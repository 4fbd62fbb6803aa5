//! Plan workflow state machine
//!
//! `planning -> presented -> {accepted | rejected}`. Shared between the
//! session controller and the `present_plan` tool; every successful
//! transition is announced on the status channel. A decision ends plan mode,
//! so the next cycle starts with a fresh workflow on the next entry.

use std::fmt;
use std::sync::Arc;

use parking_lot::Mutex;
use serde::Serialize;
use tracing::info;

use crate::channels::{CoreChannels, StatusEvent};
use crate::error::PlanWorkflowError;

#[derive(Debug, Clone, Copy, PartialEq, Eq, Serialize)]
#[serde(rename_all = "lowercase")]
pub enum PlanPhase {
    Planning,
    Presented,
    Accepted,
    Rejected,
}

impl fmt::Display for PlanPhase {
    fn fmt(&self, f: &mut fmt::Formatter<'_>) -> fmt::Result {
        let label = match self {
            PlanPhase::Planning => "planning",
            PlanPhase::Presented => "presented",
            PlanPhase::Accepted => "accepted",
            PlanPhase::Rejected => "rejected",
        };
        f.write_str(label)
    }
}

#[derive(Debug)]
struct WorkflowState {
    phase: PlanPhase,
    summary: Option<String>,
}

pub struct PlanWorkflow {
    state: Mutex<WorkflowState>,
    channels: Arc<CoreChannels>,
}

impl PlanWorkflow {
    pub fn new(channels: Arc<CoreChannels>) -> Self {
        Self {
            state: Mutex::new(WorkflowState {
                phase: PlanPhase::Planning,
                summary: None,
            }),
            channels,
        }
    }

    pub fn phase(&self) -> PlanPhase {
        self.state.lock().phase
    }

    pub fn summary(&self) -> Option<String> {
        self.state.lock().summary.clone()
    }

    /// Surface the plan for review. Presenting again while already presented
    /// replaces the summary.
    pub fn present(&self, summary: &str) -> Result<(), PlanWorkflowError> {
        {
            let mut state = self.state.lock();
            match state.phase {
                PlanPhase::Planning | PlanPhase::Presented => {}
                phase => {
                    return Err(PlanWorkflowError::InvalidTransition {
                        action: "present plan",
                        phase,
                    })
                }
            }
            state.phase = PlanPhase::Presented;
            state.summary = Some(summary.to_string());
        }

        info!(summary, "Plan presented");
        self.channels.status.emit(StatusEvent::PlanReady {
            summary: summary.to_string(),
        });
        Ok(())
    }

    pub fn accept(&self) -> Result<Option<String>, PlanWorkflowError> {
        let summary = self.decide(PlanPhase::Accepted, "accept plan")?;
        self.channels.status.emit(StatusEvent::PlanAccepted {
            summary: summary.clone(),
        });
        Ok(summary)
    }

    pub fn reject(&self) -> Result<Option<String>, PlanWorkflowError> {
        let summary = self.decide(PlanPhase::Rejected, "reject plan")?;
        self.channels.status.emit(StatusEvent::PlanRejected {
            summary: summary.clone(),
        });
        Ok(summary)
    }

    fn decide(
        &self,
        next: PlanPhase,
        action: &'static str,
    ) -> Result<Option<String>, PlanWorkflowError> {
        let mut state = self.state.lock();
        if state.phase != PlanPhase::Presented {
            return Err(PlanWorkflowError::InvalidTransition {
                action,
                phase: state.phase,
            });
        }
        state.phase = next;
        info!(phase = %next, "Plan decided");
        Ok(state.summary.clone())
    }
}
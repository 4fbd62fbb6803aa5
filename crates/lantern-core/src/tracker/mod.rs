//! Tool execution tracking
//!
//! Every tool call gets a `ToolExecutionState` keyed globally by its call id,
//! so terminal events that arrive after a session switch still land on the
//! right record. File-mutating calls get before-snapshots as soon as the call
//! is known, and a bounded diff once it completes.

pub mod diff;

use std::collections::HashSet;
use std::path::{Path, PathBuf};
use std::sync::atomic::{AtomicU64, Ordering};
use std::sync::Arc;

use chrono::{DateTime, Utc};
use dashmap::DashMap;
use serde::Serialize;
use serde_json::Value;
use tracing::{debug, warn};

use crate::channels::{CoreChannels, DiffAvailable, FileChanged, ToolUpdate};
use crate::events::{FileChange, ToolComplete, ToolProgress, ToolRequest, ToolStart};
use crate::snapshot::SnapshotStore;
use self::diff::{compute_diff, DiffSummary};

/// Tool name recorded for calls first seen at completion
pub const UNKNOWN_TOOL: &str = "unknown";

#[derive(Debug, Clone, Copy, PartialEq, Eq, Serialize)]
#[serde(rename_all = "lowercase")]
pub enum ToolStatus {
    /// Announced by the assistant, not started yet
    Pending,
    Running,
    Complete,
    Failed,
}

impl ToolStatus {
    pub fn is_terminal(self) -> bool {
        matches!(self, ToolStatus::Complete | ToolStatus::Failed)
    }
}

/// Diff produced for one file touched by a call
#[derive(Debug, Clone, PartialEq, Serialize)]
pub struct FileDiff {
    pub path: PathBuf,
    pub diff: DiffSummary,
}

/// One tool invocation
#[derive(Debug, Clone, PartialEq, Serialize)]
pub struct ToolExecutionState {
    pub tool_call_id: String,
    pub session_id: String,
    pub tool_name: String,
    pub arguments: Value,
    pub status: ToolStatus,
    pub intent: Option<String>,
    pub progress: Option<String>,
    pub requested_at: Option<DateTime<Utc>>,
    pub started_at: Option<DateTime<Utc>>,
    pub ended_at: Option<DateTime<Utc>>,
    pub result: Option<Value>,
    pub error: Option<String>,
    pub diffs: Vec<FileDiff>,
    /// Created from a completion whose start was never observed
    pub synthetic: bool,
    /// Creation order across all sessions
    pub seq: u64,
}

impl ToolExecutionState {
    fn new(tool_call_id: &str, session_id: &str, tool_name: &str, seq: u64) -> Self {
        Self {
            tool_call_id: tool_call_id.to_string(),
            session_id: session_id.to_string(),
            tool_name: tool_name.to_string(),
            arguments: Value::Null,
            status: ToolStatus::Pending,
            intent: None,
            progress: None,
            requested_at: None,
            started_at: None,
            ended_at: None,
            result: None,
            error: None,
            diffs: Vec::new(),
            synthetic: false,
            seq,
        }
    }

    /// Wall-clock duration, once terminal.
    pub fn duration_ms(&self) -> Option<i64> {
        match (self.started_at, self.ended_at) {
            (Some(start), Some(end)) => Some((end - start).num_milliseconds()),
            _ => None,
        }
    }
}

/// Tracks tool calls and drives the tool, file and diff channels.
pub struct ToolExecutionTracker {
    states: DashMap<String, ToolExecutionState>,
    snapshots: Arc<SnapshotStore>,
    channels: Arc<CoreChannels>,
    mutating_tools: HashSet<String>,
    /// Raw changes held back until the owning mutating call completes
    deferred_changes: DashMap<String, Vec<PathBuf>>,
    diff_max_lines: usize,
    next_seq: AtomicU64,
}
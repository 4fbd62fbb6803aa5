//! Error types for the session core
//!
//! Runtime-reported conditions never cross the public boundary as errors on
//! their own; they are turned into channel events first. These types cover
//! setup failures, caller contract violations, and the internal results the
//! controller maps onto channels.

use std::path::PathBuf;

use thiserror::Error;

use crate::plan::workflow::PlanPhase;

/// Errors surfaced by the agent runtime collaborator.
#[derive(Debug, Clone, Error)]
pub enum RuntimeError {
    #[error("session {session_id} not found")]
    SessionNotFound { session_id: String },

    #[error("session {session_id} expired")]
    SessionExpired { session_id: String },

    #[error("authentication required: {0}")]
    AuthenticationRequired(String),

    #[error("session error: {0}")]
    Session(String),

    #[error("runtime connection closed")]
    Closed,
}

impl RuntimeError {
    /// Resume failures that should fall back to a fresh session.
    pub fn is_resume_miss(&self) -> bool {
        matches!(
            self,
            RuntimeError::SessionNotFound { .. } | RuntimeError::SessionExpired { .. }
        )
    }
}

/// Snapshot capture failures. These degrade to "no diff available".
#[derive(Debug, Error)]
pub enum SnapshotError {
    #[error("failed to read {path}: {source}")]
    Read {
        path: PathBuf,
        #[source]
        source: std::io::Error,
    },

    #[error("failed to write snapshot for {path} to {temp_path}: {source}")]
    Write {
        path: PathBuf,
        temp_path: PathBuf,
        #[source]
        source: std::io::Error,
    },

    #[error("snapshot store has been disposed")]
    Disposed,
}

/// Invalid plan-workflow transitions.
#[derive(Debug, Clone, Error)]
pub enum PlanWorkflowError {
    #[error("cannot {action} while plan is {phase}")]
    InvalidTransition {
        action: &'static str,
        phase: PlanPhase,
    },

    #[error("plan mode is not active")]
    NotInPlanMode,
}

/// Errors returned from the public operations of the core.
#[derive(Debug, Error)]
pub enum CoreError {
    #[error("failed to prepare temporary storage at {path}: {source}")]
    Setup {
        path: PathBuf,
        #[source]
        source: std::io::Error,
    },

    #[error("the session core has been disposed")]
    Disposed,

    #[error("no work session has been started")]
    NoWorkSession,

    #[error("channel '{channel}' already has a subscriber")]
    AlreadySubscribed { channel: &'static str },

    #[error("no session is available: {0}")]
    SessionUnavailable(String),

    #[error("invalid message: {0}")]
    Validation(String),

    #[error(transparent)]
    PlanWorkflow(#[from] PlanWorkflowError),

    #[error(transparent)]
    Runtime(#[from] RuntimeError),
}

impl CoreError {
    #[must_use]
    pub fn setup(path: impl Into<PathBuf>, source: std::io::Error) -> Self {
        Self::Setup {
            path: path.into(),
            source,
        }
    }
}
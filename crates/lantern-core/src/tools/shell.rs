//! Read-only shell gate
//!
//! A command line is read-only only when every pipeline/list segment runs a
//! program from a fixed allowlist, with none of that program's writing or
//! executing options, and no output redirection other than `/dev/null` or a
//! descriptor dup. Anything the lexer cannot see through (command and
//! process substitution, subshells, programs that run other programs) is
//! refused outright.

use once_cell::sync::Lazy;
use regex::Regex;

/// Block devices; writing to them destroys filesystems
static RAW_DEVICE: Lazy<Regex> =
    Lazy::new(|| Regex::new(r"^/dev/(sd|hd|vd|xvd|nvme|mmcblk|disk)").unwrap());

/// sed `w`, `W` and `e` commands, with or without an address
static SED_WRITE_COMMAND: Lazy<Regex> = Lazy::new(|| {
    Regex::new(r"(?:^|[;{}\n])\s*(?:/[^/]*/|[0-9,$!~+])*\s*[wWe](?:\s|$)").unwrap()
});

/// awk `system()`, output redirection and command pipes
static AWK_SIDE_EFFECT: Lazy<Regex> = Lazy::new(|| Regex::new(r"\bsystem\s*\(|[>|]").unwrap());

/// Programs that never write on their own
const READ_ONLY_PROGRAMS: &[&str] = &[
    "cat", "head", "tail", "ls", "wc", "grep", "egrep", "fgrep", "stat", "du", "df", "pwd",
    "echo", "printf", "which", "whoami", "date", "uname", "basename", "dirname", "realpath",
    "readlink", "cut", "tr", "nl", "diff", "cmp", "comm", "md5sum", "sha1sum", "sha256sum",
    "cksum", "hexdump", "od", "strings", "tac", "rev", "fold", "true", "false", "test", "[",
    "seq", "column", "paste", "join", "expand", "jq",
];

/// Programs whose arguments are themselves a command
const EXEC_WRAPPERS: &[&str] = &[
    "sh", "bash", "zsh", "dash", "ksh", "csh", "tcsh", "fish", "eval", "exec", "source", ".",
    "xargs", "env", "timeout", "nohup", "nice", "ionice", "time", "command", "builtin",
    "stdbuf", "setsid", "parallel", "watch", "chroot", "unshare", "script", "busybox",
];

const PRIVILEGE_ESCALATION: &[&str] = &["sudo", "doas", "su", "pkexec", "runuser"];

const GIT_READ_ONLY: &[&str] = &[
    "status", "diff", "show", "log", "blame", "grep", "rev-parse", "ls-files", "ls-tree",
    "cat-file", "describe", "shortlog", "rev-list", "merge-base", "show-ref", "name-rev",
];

GOAL OF THE EXERCISE – Please retype the listing word for word, from its first line through the line containing "replaces the summary.", and add nothing else.

WRITTEN RESPONSE –
repository 4fbd62fbb6803aa5
//! Plan workflow state machine
//!
//! `planning -> presented -> {accepted | rejected}`. Shared between the
//! session controller and the `present_plan` tool; every successful
//! transition is announced on the status channel. A decision ends plan mode,
//! so the next cycle starts with a fresh workflow on the next entry.

use std::fmt;
use std::sync::Arc;

use parking_lot::Mutex;
use serde::Serialize;
use tracing::info;

use crate::channels::{CoreChannels, StatusEvent};
use crate::error::PlanWorkflowError;

#[derive(Debug, Clone, Copy, PartialEq, Eq, Serialize)]
#[serde(rename_all = "lowercase")]
pub enum PlanPhase {
    Planning,
    Presented,
    Accepted,
    Rejected,
}

impl fmt::Display for PlanPhase {
    fn fmt(&self, f: &mut fmt::Formatter<'_>) -> fmt::Result {
        let label = match self {
            PlanPhase::Planning => "planning",
            PlanPhase::Presented => "presented",
            PlanPhase::Accepted => "accepted",
            PlanPhase::Rejected => "rejected",
        };
        f.write_str(label)
    }
}

#[derive(Debug)]
struct WorkflowState {
    phase: PlanPhase,
    summary: Option<String>,
}

pub struct PlanWorkflow {
    state: Mutex<WorkflowState>,
    channels: Arc<CoreChannels>,
}

impl PlanWorkflow {
    pub fn new(channels: Arc<CoreChannels>) -> Self {
        Self {
            state: Mutex::new(WorkflowState {
                phase: PlanPhase::Planning,
                summary: None,
            }),
            channels,
        }
    }

    pub fn phase(&self) -> PlanPhase {
        self.state.lock().phase
    }

    pub fn summary(&self) -> Option<String> {
        self.state.lock().summary.clone()
    }

    /// Surface the plan for review. Presenting again while already presented
    /// replaces the summary.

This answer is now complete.